B; We were for a while. We all met here doing Mystery Science Theater in the Minneapolis area, but for a while Mike was in Southern California in San Diego where the RiffTrax office still is, because it was an off shoot of another company - it's a little bit long and not very interesting to explain...

S: Was it for Film Crew?

B: No it was unrelated to Film Crew. It was right after that, it was Legend Films....

S:That's the one where they colorized stuff like the Three Stooges....

B: Yea yea. They had a process for colorizing and then it became more of a 3D conversion company. RiffTrax became an increasingly odd fit for them so we've spun off into our own company. But when we were associated with them out in San Diego Kevin and I would go there periodically and Mike was sort of on the ground living there. We kind of realized that we could do it half and half rather than fly Kevin and I out there. After a while Kevin and I would record our lines here (we had a great sound editor)and Mike would do his lines solo listening to ours . But it got a little complicated and not as much fun frankly. Part of the fun is hanging around together. Now Mike moved back here so we're in the same studio.

S: You've probably been asked this before but do you have any guilt, I have a lot of friends who love RiffTrax, who can never go back and watch the movies again. They'll watch your versions of the films a couple of times and then they can't watch say the AVENGERS or the Harry Potter films because now they fill in the jokes watching them straight.

B: I haven't heard that as much as you have. Here's my feeling - if a movie is good it's bigger than us and it withstands us and even if a small percentage of people can't get our voices out of their head, and I feel sorry for them if that's true that's a horrible fate, I don't think that speaks to most people.

I just watched the AVENGERS with my kids after the RiffTrax because they're old enough now and I wanted to show them THE AVENGERS and we really enjoyed it. And it's not in my head. Maybe I'm just off loading it into other poor people who are our victims.

I also think that there is a distinction between AVENGERS and other good films we've done.

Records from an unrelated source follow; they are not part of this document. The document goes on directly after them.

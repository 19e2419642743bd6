//! Static X25519 key agreement between devices and access points.
//!
//! Each end of a packet holds one long-lived exchange secret. The payload key
//! comes from the static-static shared secret, so either side rebuilds it from
//! the peer's published key with no handshake.

use rand::rngs::OsRng;
use serde::{Deserialize, Serialize};
use x25519_dalek::{PublicKey, StaticSecret};

const KEY_SIZE: usize = 32;

/// Published half of an exchange secret.
#[derive(Clone, PartialEq, Eq, Hash, Serialize, Deserialize)]
#[serde(transparent)]
pub struct ExchangePublicKey([u8; KEY_SIZE]);

impl ExchangePublicKey {
    /// Raw key bytes.
    pub fn as_bytes(&self) -> &[u8; KEY_SIZE] {
        &self.0
    }

    /// Lowercase hex, as shown in trusted-repository views.
    pub fn to_hex(&self) -> String {
        hex::encode(self.0)
    }
}

impl std::fmt::Debug for ExchangePublicKey {
    fn fmt(&self, f: &mut std::fmt::Formatter<'_>) -> std::fmt::Result {
        write!(f, "ExchangePublicKey({}..)", hex::encode(&self.0[..4]))
    }
}

/// Long-lived X25519 secret. Zeroized on drop and never cloned.
pub struct ExchangeSecret(StaticSecret);

impl ExchangeSecret {
    /// Fresh secret from the OS RNG.
    pub fn generate() -> Self {
        Self(StaticSecret::random_from_rng(OsRng))
    }

    /// The half to publish.
    pub fn public_key(&self) -> ExchangePublicKey {
        ExchangePublicKey(PublicKey::from(&self.0).to_bytes())
    }

    /// Agree with `peer` and derive a 32-byte key under `context`.
    ///
    /// The raw shared secret never leaves this call. Both sides get the same
    /// key for the same pair of secrets and context.
    pub fn derive_shared_key(&self, peer: &ExchangePublicKey, context: &str) -> [u8; KEY_SIZE] {
        let shared = self.0.diffie_hellman(&PublicKey::from(peer.0));
        blake3::derive_key(context, shared.as_bytes())
    }
}

impl std::fmt::Debug for ExchangeSecret {
    fn fmt(&self, f: &mut std::fmt::Formatter<'_>) -> std::fmt::Result {
        f.write_str("ExchangeSecret([REDACTED])")
    }
}
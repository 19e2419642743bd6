//! # twinguard-core
//!
//! Evil-twin access point simulation for TwinGuard.
//!
//! This is the main entry point for applications driving the simulation.
//!
//! ## Quick Start
//!
//! ```no_run
//! use twinguard_core::{Command, SimConfigBuilder, Simulation};
//! use twinguard_game::Sensitivity;
//!
//! # async fn run() -> twinguard_core::Result<()> {
//! let config = SimConfigBuilder::new()
//!     .with_timestamp_tolerance_secs(30)
//!     .with_sensitivity(Sensitivity::Sensitive)
//!     .build_validated()?;
//!
//! let sim = Simulation::new(config)?;
//! sim.start().await;
//!
//! let response = sim
//!     .execute(Command::parse(r#"{"cmd":"connectDevice","id":"phone"}"#)?)
//!     .await;
//! println!("{}", serde_json::to_string(&response).unwrap_or_default());
//!
//! sim.shutdown().await;
//! # Ok(())
//! # }
//! ```
//!
//! ## Architecture
//!
//! - **WorldState**: registry, devices, detectors, avoided set, strategy
//!   schedule, router and counters, mutated as one unit
//! - **traffic**: one packet per generator tick, from destination choice
//!   through protocol verification, pricing and detector update
//! - **adversary**: guest AP batches and their removal
//! - **Simulation**: async handle that runs the periodic tasks, answers
//!   [`Command`]s and broadcasts [`Event`]s

#![deny(unsafe_code)]
#![warn(missing_docs)]

pub mod adversary;
pub mod clock;
pub mod commands;
pub mod config;
pub mod device;
pub mod error;
pub mod events;
pub mod registry;
pub mod simulation;
pub mod stats;
pub mod traffic;
pub mod world;

// Main handle export
pub use simulation::Simulation;

pub use clock::{Clock, ManualClock, SystemClock};
pub use commands::{ApInfo, Command, Response, TrustedEntry};
pub use config::{
    AdversaryConfig, BroadcastConfig, ConfigError, ProcessConfig, ProtocolConfig,
    SchedulerConfig, SimConfig, SimConfigBuilder, TrafficConfig,
};
pub use device::{Device, DeviceRecord, KeyView};
pub use error::{CoreError, Result};
pub use events::{BeaconEvent, Event, GuestDespawn, GuestSpawn, PacketEvent};
pub use registry::{AccessPoint, ApRegistry, ApRole, Position};
pub use stats::{Counters, DetectorSnapshot, StatsSnapshot};
pub use world::WorldState;

// Re-export identifier types for convenience
pub use twinguard_identity::{ApId, DeviceId};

We did CASABLANCA as a lark to see if we could do a good RiffTrax of it and we all acknowledge thats a wonderful movie. We did THE WIZARD OF OZ - it's a different kind of source of humor in a way. It's more a celebrity roast then accerting over and over again that this movie is really dooky.

But for something like THE ROOM or any of the lesser known really bad movies we're doing I don't think people are going to be watching without us anyway. Maybe a slight exception with THE ROOM which had it's own fame before us but the vast majority of movies we do people haven't seen before us and won't seek out again without us

S:Is there anything that you wouldn't do?

B: Absolutely. The two examples I always come up with when people ask us this is SCHINDLER'S LIST and HOTEL RWANDA. Anything about a real life tragedy even if it's not the greatest movie in the world and both of those movies are quite good, but even if they were lesser versions of themselves to try and be funny over and over again in the face of tragedy would be monstrous and it would be hard...we wouldn't find much to talk about.

S: There's not a lot of jo...

B: The closest we came in the early days of RiffTrax Mike and I did The original X-MEN, the first X-MEN movie and it begins with Magneto, young Magneto in the concentration camp and we had a joke that I didn't believe it was a superhero movie. You Know "What have you gotten me into Nelson!" but that joke was sustainable as the the 2 minutes it took and you couldn't do that the whole movie.